Она действительно позвонила и ровно через десять минут. Видно, от всего случившегося ее практичный ум совершенно отказался служить ей, и она могла только делать то, что ей сказали. Но у меня к тому времени уже готов был план действий.

— Марина, — сказал я ей. — Я вот что подумал. Давай мы пока что не будем никому говорить о том, что я тебе рассказал, а я сейчас приеду к тебе. Мы с тобой поднимемся к тебе домой и посмотрим, что там. Хорошо?

— Но как же мы поднимемся? Я боюсь даже подходить к своей квартире.

Даже по телефону было слышно, как у нее стучат зубы.

Марина, — не выдержал я. — Ну, успокойся немножко. Возьми себя в руки. Я сейчас приеду.

— Я спокойна, — послушно, как ребенок сказала она. — Просто я замерзла. Сейчас холодно очень и дождь идет. Приезжай скорее, пожалуйста.

— Сейчас буду, только скажи, куда ехать и каким автобусом.

Она объяснила, и я выскочил из теткиной квартиры и бегом, под противным моросящим дождем, бросился к автобусной остановке. Как назло автобуса долго не было, потом он подошел набитый под завязку, но я все равно втиснулся и поехал зажатый со всех сторон мокрыми пассажирами. Марина послушно ждала меня на остановке. Она была настолько растеряна, что даже не пыталась укрыться от дождя. Взглянув на нее, я изумился, настолько она изменилась за такое короткое время. Ее обычно круглое веселое лицо вытянулось, побледнело, глаза и щеки запали, а рот казался каким-то безгубым. Непонятно, чего в ее лице было больше: горя или страха.
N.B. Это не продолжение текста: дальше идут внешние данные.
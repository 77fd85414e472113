use indexmap::IndexMap;

use super::{OperationScope, Session, VersionAdapter, path, truthy, version_of};
use crate::error::{NormalizeError, ParseError};
use crate::ir::{
    ApiKeyLocation, ModelOrigin, OAuthFlow, OAuthFlows, RequestBody, SecurityScheme,
    SecuritySchemeType, Server, SimpleType, SpecVersion,
};
use crate::repository::ParameterGroup;
use crate::tree::NodeRef;

const METHODS: &[&str] = &["get", "put", "post", "delete", "options", "head", "patch"];
const DEFAULT_MEDIA: &str = "application/json";
const MULTIPART: &str = "multipart/form-data";
const URLENCODED: &str = "application/x-www-form-urlencoded";

/// Swagger 2.0.
#[derive(Debug, Default, Clone, Copy)]
pub struct Swagger2;

impl VersionAdapter for Swagger2 {
    fn version(&self) -> SpecVersion {
        SpecVersion::Swagger2
    }

    fn label(&self) -> &'static str {
        "Swagger 2.0"
    }

    fn is_supported(&self, doc: NodeRef<'_>) -> bool {
        version_of(doc, "swagger").is_some_and(|v| v.starts_with("2."))
    }

    fn is_nullable(&self, schema: NodeRef<'_>) -> bool {
        truthy(schema.get("x-nullable"))
    }

    fn scalar_type(&self, name: &str) -> Option<SimpleType> {
        match name {
            "integer" => Some(SimpleType::Integer),
            "number" => Some(SimpleType::Number),
            "string" => Some(SimpleType::String),
            "boolean" => Some(SimpleType::Boolean),
            "file" => Some(SimpleType::File),
            _ => None,
        }
    }

    fn methods(&self) -> &'static [&'static str] {
        METHODS
    }

    fn schemas<'t>(&self, doc: NodeRef<'t>) -> Option<NodeRef<'t>> {
        doc.get("definitions")
    }

    /// Body parameters carry a `schema`; every other parameter describes
    /// its value inline.
    fn parameter_schema<'t>(&self, parameter: NodeRef<'t>) -> Option<NodeRef<'t>> {
        if parameter.str_of("in") == Some("body") {
            parameter.get("schema")
        } else {
            Some(parameter)
        }
    }

    fn request_bodies<'t>(
        &self,
        session: &mut Session<'_>,
        scope: &OperationScope<'t>,
    ) -> Result<Vec<RequestBody>, NormalizeError> {
        let consumes = media_types(scope, "consumes");
        let mut bodies = Vec::new();

        let body = scope
            .parameters
            .iter()
            .find(|p| p.str_of("in") == Some("body"));
        if let Some(body) = body {
            match body.get("schema") {
                Some(schema) => {
                    for media in &consumes {
                        if let Some(content) =
                            path::body_content(self, session, scope, media, schema)?
                        {
                            bodies.push(RequestBody {
                                media: media.to_string(),
                                content,
                                required: body.flag("required"),
                                description: body.string_of("description"),
                            });
                        }
                    }
                }
                None => session.warn(
                    [scope.operation_id.as_str(), "parameters", "body"],
                    "body parameter without schema skipped",
                ),
            }
        }

        let form: Vec<NodeRef<'t>> = scope
            .parameters
            .iter()
            .copied()
            .filter(|p| p.str_of("in") == Some("formData"))
            .collect();
        if !form.is_empty() {
            let content = path::parameter_group(
                self,
                session,
                scope,
                ParameterGroup::FormData,
                &form,
                &scope.model_name("FormData"),
                ModelOrigin::FormData,
            )?;
            let multipart = consumes.iter().any(|m| path::is_form_media(m))
                || form.iter().any(|p| p.str_of("type") == Some("file"));
            bodies.push(RequestBody {
                media: if multipart { MULTIPART } else { URLENCODED }.to_string(),
                content,
                required: form.iter().any(|p| p.flag("required")),
                description: None,
            });
        }
        Ok(bodies)
    }

    fn response_contents<'t>(
        &self,
        scope: &OperationScope<'t>,
        response: NodeRef<'t>,
    ) -> Vec<(String, NodeRef<'t>)> {
        match response.get("schema") {
            Some(schema) => media_types(scope, "produces")
                .into_iter()
                .map(|media| (media, schema))
                .collect(),
            None => Vec::new(),
        }
    }

    /// `schemes × host + basePath`.
    fn servers(&self, doc: NodeRef<'_>) -> Result<Vec<Server>, ParseError> {
        let base_path = doc.str_of("basePath").unwrap_or_default();
        let Some(host) = doc.str_of("host") else {
            if base_path.is_empty() {
                return Ok(Vec::new());
            }
            return Ok(vec![server(base_path.to_string())]);
        };
        let mut schemes = doc.strings_of("schemes");
        if schemes.is_empty() {
            schemes.push("https");
        }
        Ok(schemes
            .into_iter()
            .map(|scheme| server(format!("{scheme}://{host}{base_path}")))
            .collect())
    }

    /// `securityDefinitions`, translated to 3.x vocabulary.
    fn security_schemes(
        &self,
        session: &mut Session<'_>,
        doc: NodeRef<'_>,
    ) -> Result<IndexMap<String, SecurityScheme>, ParseError> {
        let mut schemes = IndexMap::new();
        let declared = doc
            .get("securityDefinitions")
            .into_iter()
            .flat_map(NodeRef::entries);
        for (name, definition) in declared {
            match security_scheme(definition) {
                Some(scheme) => {
                    schemes.insert(name.to_string(), scheme);
                }
                None => session.warn(
                    ["securityDefinitions", name],
                    "unsupported security definition skipped",
                ),
            }
        }
        Ok(schemes)
    }
}

/// The operation's media types for `key`, else the document's, else JSON.
fn media_types(scope: &OperationScope<'_>, key: &str) -> Vec<String> {
    [scope.operation, scope.doc]
        .into_iter()
        .map(|owner| owner.strings_of(key))
        .find(|types| !types.is_empty())
        .unwrap_or_else(|| vec![DEFAULT_MEDIA])
        .into_iter()
        .map(str::to_string)
        .collect()
}

fn server(url: String) -> Server {
    Server {
        url,
        description: None,
        variables: IndexMap::new(),
    }
}

fn security_scheme(definition: NodeRef<'_>) -> Option<SecurityScheme> {
    let mut scheme = SecurityScheme {
        scheme_type: SecuritySchemeType::Http,
        description: definition.string_of("description"),
        name: None,
        location: None,
        scheme: None,
        bearer_format: None,
        flows: None,
        open_id_connect_url: None,
    };
    match definition.str_of("type")? {
        "basic" => scheme.scheme = Some("basic".to_string()),
        "apiKey" => {
            scheme.scheme_type = SecuritySchemeType::ApiKey;
            scheme.name = definition.string_of("name");
            scheme.location = match definition.str_of("in")? {
                "query" => Some(ApiKeyLocation::Query),
                "header" => Some(ApiKeyLocation::Header),
                _ => return None,
            };
        }
        "oauth2" => {
            scheme.scheme_type = SecuritySchemeType::OAuth2;
            let flow = OAuthFlow {
                authorization_url: definition.string_of("authorizationUrl"),
                token_url: definition.string_of("tokenUrl"),
                refresh_url: None,
                scopes: definition
                    .get("scopes")
                    .into_iter()
                    .flat_map(NodeRef::entries)
                    .map(|(k, v)| (k.to_string(), v.as_str().unwrap_or_default().to_string()))
                    .collect(),
            };
            let mut flows = OAuthFlows::default();
            match definition.str_of("flow")? {
                "implicit" => flows.implicit = Some(flow),
                "password" => flows.password = Some(flow),
                "application" => flows.client_credentials = Some(flow),
                "accessCode" => flows.authorization_code = Some(flow),
                _ => return None,
            }
            scheme.flows = Some(flows);
        }
        _ => return None,
    }
    Some(scheme)
}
— Марина, — позвал я ее, выйдя из автобуса. Она вскинула на меня глаза и молча ждала, пока я подошел.

— Нам нужно подняться к тебе и посмотреть, что там происходит, — медленно, как ребенку сказал я ей. Но она продолжала молчать, тревожно глядя на меня. Потом вдруг схватила меня за куртку и прошептала.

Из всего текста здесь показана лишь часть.